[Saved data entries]
[Start of Attachment]

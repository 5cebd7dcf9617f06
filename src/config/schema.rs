//! Configuration schema definitions.
//!
//! This module defines the complete configuration structure for the compiler.
//! All types derive Serde traits for deserialization from config files.

use serde::{Deserialize, Serialize};

/// Root configuration for the rule compiler.
#[derive(Debug, Clone, Deserialize, Serialize, Default, PartialEq)]
#[serde(default)]
pub struct CompilerConfig {
    /// Where source declarations come from.
    pub input: InputConfig,

    /// Where rendered tables go.
    pub output: OutputConfig,

    /// Which rule compilers run.
    pub modules: ModulesConfig,

    /// Observability settings.
    pub observability: ObservabilityConfig,
}

/// Input configuration.
#[derive(Debug, Clone, Deserialize, Serialize, PartialEq)]
#[serde(default)]
pub struct InputConfig {
    /// JSON file holding the current list of source objects.
    pub declarations_path: String,

    /// Poll interval for the file watcher in seconds.
    pub poll_interval_secs: u64,
}

impl Default for InputConfig {
    fn default() -> Self {
        Self {
            declarations_path: "declarations.json".to_string(),
            poll_interval_secs: 2,
        }
    }
}

/// Output configuration.
#[derive(Debug, Clone, Deserialize, Serialize, PartialEq)]
#[serde(default)]
pub struct OutputConfig {
    /// Route table destination.
    pub route_table_path: String,

    /// Redirect table destination.
    pub redirect_table_path: String,

    /// Pretty-print JSON output.
    pub pretty: bool,
}

impl Default for OutputConfig {
    fn default() -> Self {
        Self {
            route_table_path: "route_rule.data".to_string(),
            redirect_table_path: "redirect.data".to_string(),
            pretty: true,
        }
    }
}

/// Rule compiler selection.
#[derive(Debug, Clone, Deserialize, Serialize, PartialEq)]
#[serde(default)]
pub struct ModulesConfig {
    /// Compile redirect rules alongside route rules.
    pub redirect_enabled: bool,
}

impl Default for ModulesConfig {
    fn default() -> Self {
        Self {
            redirect_enabled: true,
        }
    }
}

/// Log output format.
#[derive(Debug, Clone, Copy, Deserialize, Serialize, PartialEq, Eq, Default)]
#[serde(rename_all = "lowercase")]
pub enum LogFormat {
    #[default]
    Pretty,
    Json,
}

/// Observability configuration.
#[derive(Debug, Clone, Deserialize, Serialize, PartialEq)]
#[serde(default)]
pub struct ObservabilityConfig {
    /// Log level (trace, debug, info, warn, error).
    pub log_level: String,

    /// Log output format.
    pub log_format: LogFormat,
}

impl Default for ObservabilityConfig {
    fn default() -> Self {
        Self {
            log_level: "info".to_string(),
            log_format: LogFormat::Pretty,
        }
    }
}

[End of Attachment]

Action item: All the lines above are to be copied exactly, with none left out.

Reply to the exercise:
repository 5cebd7dcf9617f06
filename src/config/schema.rs
//! Configuration schema definitions.
//!
//! This module defines the complete configuration structure for the compiler.
//! All types derive Serde traits for deserialization from config files.

use serde::{Deserialize, Serialize};

/// Root configuration for the rule compiler.
#[derive(Debug, Clone, Deserialize, Serialize, Default, PartialEq)]
#[serde(default)]
pub struct CompilerConfig {
    /// Where source declarations come from.
    pub input: InputConfig,

    /// Where rendered tables go.
    pub output: OutputConfig,

    /// Which rule compilers run.
    pub modules: ModulesConfig,

    /// Observability settings.
    pub observability: ObservabilityConfig,
}

/// Input configuration.
#[derive(Debug, Clone, Deserialize, Serialize, PartialEq)]
#[serde(default)]
pub struct InputConfig {
    /// JSON file holding the current list of source objects.
    pub declarations_path: String,

    /// Poll interval for the file watcher in seconds.
    pub poll_interval_secs: u64,
}

impl Default for InputConfig {
    fn default() -> Self {
        Self {
            declarations_path: "declarations.json".to_string(),
            poll_interval_secs: 2,
        }
    }
}

/// Output configuration.
#[derive(Debug, Clone, Deserialize, Serialize, PartialEq)]
#[serde(default)]
pub struct OutputConfig {
    /// Route table destination.
    pub route_table_path: String,

    /// Redirect table destination.
    pub redirect_table_path: String,

    /// Pretty-print JSON output.
    pub pretty: bool,
}

impl Default for OutputConfig {
    fn default() -> Self {
        Self {
            route_table_path: "route_rule.data".to_string(),
            redirect_table_path: "redirect.data".to_string(),
            pretty: true,
        }
    }
}

/// Rule compiler selection.
#[derive(Debug, Clone, Deserialize, Serialize, PartialEq)]
#[serde(default)]
pub struct ModulesConfig {
    /// Compile redirect rules alongside route rules.
    pub redirect_enabled: bool,
}

impl Default for ModulesConfig {
    fn default() -> Self {
        Self {
            redirect_enabled: true,
        }
    }
}

/// Log output format.
#[derive(Debug, Clone, Copy, Deserialize, Serialize, PartialEq, Eq, Default)]
#[serde(rename_all = "lowercase")]
pub enum LogFormat {
    #[default]
    Pretty,
    Json,
}

/// Observability configuration.
#[derive(Debug, Clone, Deserialize, Serialize, PartialEq)]
#[serde(default)]
pub struct ObservabilityConfig {
    /// Log level (trace, debug, info, warn, error).
    pub log_level: String,

    /// Log output format.
    pub log_format: LogFormat,
}

impl Default for ObservabilityConfig {
    fn default() -> Self {
        Self {
            log_level: "info".to_string(),
            log_format: LogFormat::Pretty,
        }
    }
}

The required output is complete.